Hinsichtlich der weiteren Einzelheiten wird auf den Inhalt der Gerichtsakte sowie der Sachakten des beklagten Hauptzollamtes verwiesen.

Entscheidungsgründe:

Die zulässige Anfechtungsklage bleibt in der Sache ohne Erfolg. Die angefochtenen Bescheide sind rechtmäßig (§ 100 Abs. 1 Satz 1 FGO). Im Einzelnen ist Folgendes auszuführen:

1. Rechtsgrundlage für die Rückforderung der Ausfuhrerstattung ist - soweit die Ausfuhren vor dem 01.04.1995 erfolgten - die Vorschrift des § 10 Abs. 1, Abs. 3 des Gesetzes zur Durchführung der Gemeinsamen Marktorganisationen und der Direktzahlungen vom 27.08.1986 (BGBl. I 1986, S. 1397, mit späteren Änderungen, im Folgenden: MOG), wonach rechtswidrige begünstigende Bescheide, auch nachdem sie unanfechtbar geworden sind, zurückzunehmen und zu erstattende Beträge durch Bescheid festzusetzen sind, bzw. - soweit die Ausfuhren ab dem 01.04.1995 erfolgten - die Vorschrift des Art. 11 Abs. 3 der Verordnung (EWG) Nr. 3665/87 der Kommission über gemeinsame Durchführungsvorschriften für Ausfuhrerstattungen bei landwirtschaftlichen Erzeugnissen (ABl.

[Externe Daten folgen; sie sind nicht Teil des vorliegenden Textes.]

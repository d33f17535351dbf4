//! Student and preceptor profiles.
//!
//! Both roles live in the single `profiles` table and are surfaced as the
//! distinct [`Student`] and [`Preceptor`] types. Every accessor filters by
//! role, so a preceptor ID can never resolve to a student row.

use precept_core::ids::{InstitutionId, PreceptorId, StudentId};
use precept_core::types::Role;
use rusqlite::{Connection, OptionalExtension, params};

use crate::errors::Result;
use crate::repositories::now_iso;
use crate::types::{CreatePreceptor, CreateStudent, Preceptor, Student};

/// Repository for profile rows.
pub struct ProfileRepo;

impl ProfileRepo {
    /// Register a student.
    pub fn create_student(conn: &Connection, params: &CreateStudent) -> Result<Student> {
        let id = StudentId::new();
        let now = now_iso();
        let _ = conn.execute(
            "INSERT INTO profiles (id, email, full_name, role, institution_id, created_at)
             VALUES (?1, ?2, ?3, ?4, ?5, ?6)",
            rusqlite::params![
                id.as_str(),
                params.email,
                params.full_name,
                Role::Student.as_sql(),
                params.institution_id.as_ref().map(InstitutionId::as_str),
                now,
            ],
        )?;
        Ok(Student {
            id,
            email: params.email.clone(),
            full_name: params.full_name.clone(),
            institution_id: params.institution_id.clone(),
            created_at: now,
        })
    }

    /// Register a preceptor.
    pub fn create_preceptor(conn: &Connection, params: &CreatePreceptor) -> Result<Preceptor> {
        let id = PreceptorId::new();
        let now = now_iso();
        let _ = conn.execute(
            "INSERT INTO profiles (id, email, full_name, role, specialty, institution_id, created_at)
             VALUES (?1, ?2, ?3, ?4, ?5, ?6, ?7)",
            rusqlite::params![
                id.as_str(),
                params.email,
                params.full_name,
                Role::Preceptor.as_sql(),
                params.specialty,
                params.institution_id.as_ref().map(InstitutionId::as_str),
                now,
            ],
        )?;
        Ok(Preceptor {
            id,
            email: params.email.clone(),
            full_name: params.full_name.clone(),
            specialty: params.specialty.clone(),
            institution_id: params.institution_id.clone(),
            created_at: now,
        })
    }

    /// Get a student by ID.
    pub fn get_student(conn: &Connection, id: &StudentId) -> Result<Option<Student>> {
        let student = conn
            .query_row(
                "SELECT id, email, full_name, institution_id, created_at
                 FROM profiles WHERE id = ?1 AND role = 'student'",
                params![id.as_str()],
                student_from_row,
            )
            .optional()?;
        Ok(student)
    }

    /// Get a preceptor by ID.
    pub fn get_preceptor(conn: &Connection, id: &PreceptorId) -> Result<Option<Preceptor>> {
        let preceptor = conn
            .query_row(
                "SELECT id, email, full_name, specialty, institution_id, created_at
                 FROM profiles WHERE id = ?1 AND role = 'preceptor'",
                params![id.as_str()],
                preceptor_from_row,
            )
            .optional()?;
        Ok(preceptor)
    }

    /// Set or clear a student's institution. Returns false when the student
    /// does not exist. Existing assignments are untouched.
    pub fn set_student_institution(
        conn: &Connection,
        id: &StudentId,
        institution: Option<&InstitutionId>,
    ) -> Result<bool> {
        let changed = conn.execute(
            "UPDATE profiles SET institution_id = ?1 WHERE id = ?2 AND role = 'student'",
            params![institution.map(InstitutionId::as_str), id.as_str()],
        )?;
        Ok(changed > 0)
    }

    /// Set or clear a preceptor's institution.
    pub fn set_preceptor_institution(
        conn: &Connection,
        id: &PreceptorId,
        institution: Option<&InstitutionId>,
    ) -> Result<bool> {
        let changed = conn.execute(
            "UPDATE profiles SET institution_id = ?1 WHERE id = ?2 AND role = 'preceptor'",
            params![institution.map(InstitutionId::as_str), id.as_str()],
        )?;
        Ok(changed > 0)
    }

    /// List students, optionally scoped to one institution.
    pub fn list_students(
        conn: &Connection,
        institution: Option<&InstitutionId>,
    ) -> Result<Vec<Student>> {
        let sql = "SELECT id, email, full_name, institution_id, created_at
                   FROM profiles WHERE role = 'student'";
        let students = match institution {
            Some(inst) => {
                let mut stmt =
                    conn.prepare(&format!("{sql} AND institution_id = ?1 ORDER BY full_name"))?;
                let rows = stmt
                    .query_map(params![inst.as_str()], student_from_row)?
                    .filter_map(std::result::Result::ok)
                    .collect();
                rows
            }
            None => {
                let mut stmt = conn.prepare(&format!("{sql} ORDER BY full_name"))?;
                let rows = stmt
                    .query_map([], student_from_row)?
                    .filter_map(std::result::Result::ok)
                    .collect();
                rows
            }
        };
        Ok(students)
    }

    /// List preceptors, optionally scoped to one institution.
    pub fn list_preceptors(
        conn: &Connection,
        institution: Option<&InstitutionId>,
    ) -> Result<Vec<Preceptor>> {
        let sql = "SELECT id, email, full_name, specialty, institution_id, created_at
                   FROM profiles WHERE role = 'preceptor'";
        let preceptors = match institution {
            Some(inst) => {
                let mut stmt =
                    conn.prepare(&format!("{sql} AND institution_id = ?1 ORDER BY full_name"))?;
                let rows = stmt
                    .query_map(params![inst.as_str()], preceptor_from_row)?
                    .filter_map(std::result::Result::ok)
                    .collect();
                rows
            }
            None => {
                let mut stmt = conn.prepare(&format!("{sql} ORDER BY full_name"))?;
                let rows = stmt
                    .query_map([], preceptor_from_row)?
                    .filter_map(std::result::Result::ok)
                    .collect();
                rows
            }
        };
        Ok(preceptors)
    }

    /// Delete a student account. Entries and term locks cascade via foreign
    /// keys; assignment rows are removed explicitly first because they do
    /// not cascade. Returns false when no such student exists.
    pub fn delete_student(conn: &Connection, id: &StudentId) -> Result<bool> {
        let _ = conn.execute(
            "DELETE FROM assignments WHERE student_id = ?1",
            params![id.as_str()],
        )?;
        let changed = conn.execute(
            "DELETE FROM profiles WHERE id = ?1 AND role = 'student'",
            params![id.as_str()],
        )?;
        Ok(changed > 0)
    }
}

fn student_from_row(row: &rusqlite::Row<'_>) -> rusqlite::Result<Student> {
    Ok(Student {
        id: StudentId::from(row.get::<_, String>(0)?),
        email: row.get(1)?,
        full_name: row.get(2)?,
        institution_id: row.get::<_, Option<String>>(3)?.map(InstitutionId::from),
        created_at: row.get(4)?,
    })
}

fn preceptor_from_row(row: &rusqlite::Row<'_>) -> rusqlite::Result<Preceptor> {
    Ok(Preceptor {
        id: PreceptorId::from(row.get::<_, String>(0)?),
        email: row.get(1)?,
        full_name: row.get(2)?,
        specialty: row.get(3)?,
        institution_id: row.get::<_, Option<String>>(4)?.map(InstitutionId::from),
        created_at: row.get(5)?,
    })
}

// ─────────────────────────────────────────────────────────────────────────────
// Tests
// ─────────────────────────────────────────────────────────────────────────────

Nr. 1 351/1, in der Fassung der Verordnung (EG) Nr. 2945/94 der Kommission vom 02.12.1994, ABl. Nr. 1 310/57, im Folgenden: VO Nr. 3665/87). Nach dieser Vorschrift hat der Begünstigte zu Unrecht erhaltene Beträge zurückzuzahlen. Die Voraussetzungen für eine Rückforderung nach § 10 Abs. 1 MOG bzw. Art. 11 Abs. 3 VO Nr. 3665/87 sind im Streitfall erfüllt. Die Klägerin hatte für die von ihr ausgeführten Waren keinen Anspruch auf Gewährung von Ausfuhrerstattung, weil diese Erzeugnisse nicht im Sinne von Art. 13 Unterabsatz 1 VO Nr. 3665/87 handelsüblicher Qualität waren (hierzu unter a). Auf die Vorschrift des Art. 71 Abs. 2 der Verordnung (EWG) Nr. 2913/92 des Rates zur Festlegung des Zollkodex der Gemeinschaften vom 12.10.1992 (Zollkodex - ZK) kann sich die Klägerin nicht berufen (hierzu unter b). Der Senat geht auch davon aus, dass die gesamte Erstattungsware mit einem erheblichen Fettreifeschaden befallen war (hierzu unter c). Auch Vertrauensschutzgesichtspunkte stehen einer Rückforderung nicht entgegen (hierzu unter d).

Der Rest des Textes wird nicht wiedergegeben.